Paper recycling, as an important part of reducing consumption of resources world-wide, had a huge impact on strategies and costs. Start by realizing that 50% of the weight of a log is water. Of the dry 50%, just under 50% of that is actually pure wood fibres - the rest is non-woody complex natural chemicals as binders in the structure of wood. In simpler papers like newsprint, almost all of the dry material is used in the paper produced. But almost all of fancier high-brightness papers is the pure wood fibres, and the non-woody dry materials are used for other purposes. (Most of that went into energy production, but more work is being done now to isolate and reclaim some of these complex materials for advanced products.) That means that the cost of transporting the fibre resource from forest all the way to end user is a big factor. A century ago that meant that paper mills were normally constructed very near the forest resource, and rivers and lakes used to transport logs to the mill. The paper then was transported by rail or ship to urban population centres for use. Beginning in the 1980's and 90's in North America and elsewhere, the drive to recycle papers and reduce consumption of trees changed that balance completely because the location of a significant portion of the fibres (from 25% upwards) had changed to the "urban forest", leaving the paper mills farther from this source. This hugely impacted the cost of gathering and transporting fibres to the mills, and in many cases caused older mills to close while new ones were built very close to large cities. The process also has had an unexpected secondary impact via world trade patterns. There are many countries where concerns for environmental impacts are much less important than for earning dollars, and many of those countries have used central government large-scale financing to build brand new high-efficiency mills that have taken significant shares of world paper markets.
The world paper industry was still adjusting to these pressures when the development of cheap efficient computer systems exploded. At first this had the impact of increasing use of office papers for printers to offset reduced use of other paper grades. But now we find a huge portion of transfer of information is being done electronically with no paper involved. Obviously this impacts use of newsprint, advertising flyers, monthly magazines, high-end sales brochures, etc., both in the dispersal of information and as media for advertising. So again, the results are that older production facilities are shut down leaving fewer still operating, and those are the newest most efficient ones. Further, many of those are the newest ones installed outside of first-world countries.

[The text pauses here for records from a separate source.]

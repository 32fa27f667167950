//! Cleanup registry behaviour against a recording deleter

use std::collections::HashSet;
use std::io;
use std::sync::Arc;

use async_trait::async_trait;
use parking_lot::Mutex;
use storefront_common::{ResourceHandle, ResourceKind};
use storefront_e2e::{CleanupRegistry, E2eError, E2eResult, LeakSummary, ResourceDeleter};

/// Records every deletion call; ids in `failing` answer with a 500
#[derive(Default)]
struct RecordingDeleter {
    calls: Mutex<Vec<(ResourceKind, String, String)>>,
    failing: HashSet<String>,
}

impl RecordingDeleter {
    fn failing(ids: &[&str]) -> Self {
        Self {
            calls: Mutex::new(Vec::new()),
            failing: ids.iter().map(|id| id.to_string()).collect(),
        }
    }

    fn record(&self, kind: ResourceKind, id: &str, token: &str) -> E2eResult<()> {
        self.calls
            .lock()
            .push((kind, id.to_string(), token.to_string()));
        if self.failing.contains(id) {
            return Err(E2eError::Status {
                method: "DELETE".to_string(),
                path: format!("/api/admin/{}s/{}", kind, id),
                status: 500,
                body: "boom".to_string(),
            });
        }
        Ok(())
    }

    fn handles(&self) -> Vec<ResourceHandle> {
        self.calls
            .lock()
            .iter()
            .map(|(kind, id, _)| ResourceHandle::new(*kind, id.as_str()))
            .collect()
    }

    fn tokens(&self) -> Vec<String> {
        self.calls.lock().iter().map(|(_, _, token)| token.clone()).collect()
    }
}

#[async_trait]
impl ResourceDeleter for RecordingDeleter {
    async fn delete_user(&self, id: &str, token: &str) -> E2eResult<()> {
        self.record(ResourceKind::User, id, token)
    }

    async fn delete_product(&self, id: &str, token: &str) -> E2eResult<()> {
        self.record(ResourceKind::Product, id, token)
    }

    async fn delete_order(&self, id: &str, token: &str) -> E2eResult<()> {
        self.record(ResourceKind::Order, id, token)
    }
}

/// Log sink shared between the subscriber and the assertions
#[derive(Clone, Default)]
struct CapturedLogs(Arc<Mutex<Vec<u8>>>);

impl CapturedLogs {
    fn contents(&self) -> String {
        String::from_utf8_lossy(&self.0.lock()).into_owned()
    }
}

impl io::Write for CapturedLogs {
    fn write(&mut self, buf: &[u8]) -> io::Result<usize> {
        self.0.lock().extend_from_slice(buf);
        Ok(buf.len())
    }

    fn flush(&mut self) -> io::Result<()> {
        Ok(())
    }
}

fn capture_logs() -> (CapturedLogs, tracing::subscriber::DefaultGuard) {
    let logs = CapturedLogs::default();
    let writer = logs.clone();
    let subscriber = tracing_subscriber::fmt()
        .with_ansi(false)
        .with_writer(move || writer.clone())
        .finish();
    (logs, tracing::subscriber::set_default(subscriber))
}

fn bound(deleter: &Arc<RecordingDeleter>) -> CleanupRegistry {
    let mut registry = CleanupRegistry::new();
    assert!(registry.bind_session(deleter.clone(), "admin-token"));
    registry
}

fn handle(kind: ResourceKind, id: &str) -> ResourceHandle {
    ResourceHandle::new(kind, id)
}

#[test]
fn test_duplicate_registration_is_tracked_once() {
    let mut registry = CleanupRegistry::new();
    assert!(registry.register_product("p1"));
    assert!(!registry.register_product("p1"));
    assert!(registry.register_order("p1"));

    assert_eq!(registry.pending(ResourceKind::Product), ["p1".to_string()]);
    assert_eq!(registry.pending(ResourceKind::Order), ["p1".to_string()]);
}

#[test]
fn test_absent_and_blank_ids_are_ignored() {
    let mut registry = CleanupRegistry::new();
    assert!(!registry.register_user(None));
    assert!(!registry.register_product(""));
    assert!(!registry.register(ResourceKind::User, "  ", true));

    assert!(registry.is_empty());
    assert_eq!(registry.privileged(), None);
}

#[test]
fn test_bind_session_rejects_empty_token() {
    let deleter = Arc::new(RecordingDeleter::default());
    let mut registry = CleanupRegistry::new();

    assert!(!registry.bind_session(deleter.clone(), ""));
    assert!(!registry.is_bound());
    assert!(registry.bind_session(deleter, "t1"));
    assert_eq!(registry.session_token(), Some("t1"));
}

#[tokio::test]
async fn test_drain_deletes_in_dependency_order() {
    let deleter = Arc::new(RecordingDeleter::default());
    let mut registry = bound(&deleter);

    registry.register(ResourceKind::User, "admin", true);
    registry.register_user("u1");
    registry.register_product("p1");
    registry.register_order("o1");
    registry.register_user("u2");
    registry.register_order("o2");

    let report = registry.drain().await;

    assert_eq!(
        deleter.handles(),
        vec![
            handle(ResourceKind::Order, "o1"),
            handle(ResourceKind::Order, "o2"),
            handle(ResourceKind::Product, "p1"),
            handle(ResourceKind::User, "u1"),
            handle(ResourceKind::User, "u2"),
            handle(ResourceKind::User, "admin"),
        ]
    );
    assert!(deleter.tokens().iter().all(|token| token == "admin-token"));
    assert!(report.is_clean());
    assert_eq!(report.skipped, None);
    assert!(report.deletions.last().map_or(false, |record| record.privileged));
}

#[tokio::test]
async fn test_two_products_and_an_order() {
    let deleter = Arc::new(RecordingDeleter::default());
    let mut registry = bound(&deleter);

    registry.register_product("p1");
    registry.register_product("p2");
    registry.register_order("o1");

    let report = registry.drain().await;

    assert_eq!(report.deletions.len(), 3);
    assert_eq!(deleter.handles()[0], handle(ResourceKind::Order, "o1"));
    assert!(registry.is_empty());
}

#[tokio::test]
async fn test_failed_deletion_does_not_stop_the_drain() {
    let deleter = Arc::new(RecordingDeleter::failing(&["p1"]));
    let mut registry = bound(&deleter);

    registry.register_product("p1");
    registry.register_user("u1");

    let report = registry.drain().await;

    assert_eq!(
        deleter.handles(),
        vec![
            handle(ResourceKind::Product, "p1"),
            handle(ResourceKind::User, "u1"),
        ]
    );
    let failures: Vec<_> = report.failures().collect();
    assert_eq!(failures.len(), 1);
    assert_eq!(failures[0].handle, handle(ResourceKind::Product, "p1"));
    assert!(!report.is_clean());
    assert!(registry.is_empty());
}

#[tokio::test]
async fn test_unbound_drain_reports_leak_without_calls() {
    let (logs, _guard) = capture_logs();
    let deleter = Arc::new(RecordingDeleter::default());
    let mut registry = CleanupRegistry::new();

    registry.register_product("p1");
    registry.register_product("p2");
    registry.register_order("o1");

    let report = registry.drain().await;

    assert!(deleter.handles().is_empty());
    assert!(report.deletions.is_empty());
    let leak = report.skipped.unwrap();
    assert_eq!(
        leak,
        LeakSummary {
            users: 0,
            products: 2,
            orders: 1
        }
    );
    assert_eq!(leak.to_string(), "2 products, 1 order");
    assert!(!report.is_clean());
    assert!(registry.is_empty());

    let logged = logs.contents();
    assert!(logged.contains("WARN"));
    assert!(logged.contains("No admin session for cleanup, leaving 2 products, 1 order behind"));
}

#[tokio::test]
async fn test_unbound_drain_of_empty_registry_is_clean() {
    let (logs, _guard) = capture_logs();
    let mut registry = CleanupRegistry::new();
    let report = registry.drain().await;
    assert!(report.is_clean());
    assert_eq!(report.skipped, Some(LeakSummary::default()));
    assert!(!logs.contents().contains("No admin session"));
}

#[tokio::test]
async fn test_drain_unbinds_and_resets() {
    let deleter = Arc::new(RecordingDeleter::default());
    let mut registry = bound(&deleter);
    registry.register(ResourceKind::User, "admin", true);
    registry.register_user("u1");

    registry.drain().await;

    assert!(!registry.is_bound());
    assert!(registry.is_empty());
    assert_eq!(registry.privileged(), None);

    // a second drain has nothing to do
    registry.register_order("o9");
    let report = registry.drain().await;
    assert_eq!(deleter.handles().len(), 2);
    assert_eq!(report.skipped.map(|leak| leak.orders), Some(1));
}

#[tokio::test]
async fn test_last_binding_wins() {
    let first = Arc::new(RecordingDeleter::default());
    let second = Arc::new(RecordingDeleter::default());
    let mut registry = CleanupRegistry::new();

    registry.bind_session(first.clone(), "first-token");
    registry.bind_session(second.clone(), "second-token");
    registry.register_user("u1");

    registry.drain().await;

    assert!(first.handles().is_empty());
    assert_eq!(second.tokens(), vec!["second-token".to_string()]);
}

#[tokio::test]
async fn test_forgotten_resources_are_not_deleted() {
    let deleter = Arc::new(RecordingDeleter::default());
    let mut registry = bound(&deleter);

    registry.register_product("p1");
    registry.register_product("p2");
    assert!(registry.forget(ResourceKind::Product, "p1"));
    assert!(!registry.forget(ResourceKind::Product, "p1"));

    registry.drain().await;

    assert_eq!(deleter.handles(), vec![handle(ResourceKind::Product, "p2")]);
}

I spent a couple of decades in coated fine papers. What are those? Virtually all are white, from slightly creamy to super-white, but the field also includes many coloured papers. A lot of that group are for advertising, both as direct sales brochures and as magazines. Our mill also made many specialty papers for postal reply cards, waterproof labels on beer bottles, wallpaper, chocolate bar wrappers, soap bar wrappers, food packaging, lottery tickets, self-adhesive labels, office papers (white and coloured), lined school notebook papers, gift wrap paper, etc. I also worked in the newsprint portion for a few years, and a short time in market pulp mills that make pulp only and then sell it to paper makers. I live in northern Ontario in Canada. In this region in the 1960's there were four market pulp mills, eight newsprint mills, one linerboard mill (the facing paper for cardboard boxes) and one fine paper mill. Right now there remain one newsprint mill, one fine paper (office papers) mill, and two market pulp mills. That's about a 75% shrinkage of production and sales and employment - more than world-wide average, but typical of what happened in older paper industry locations.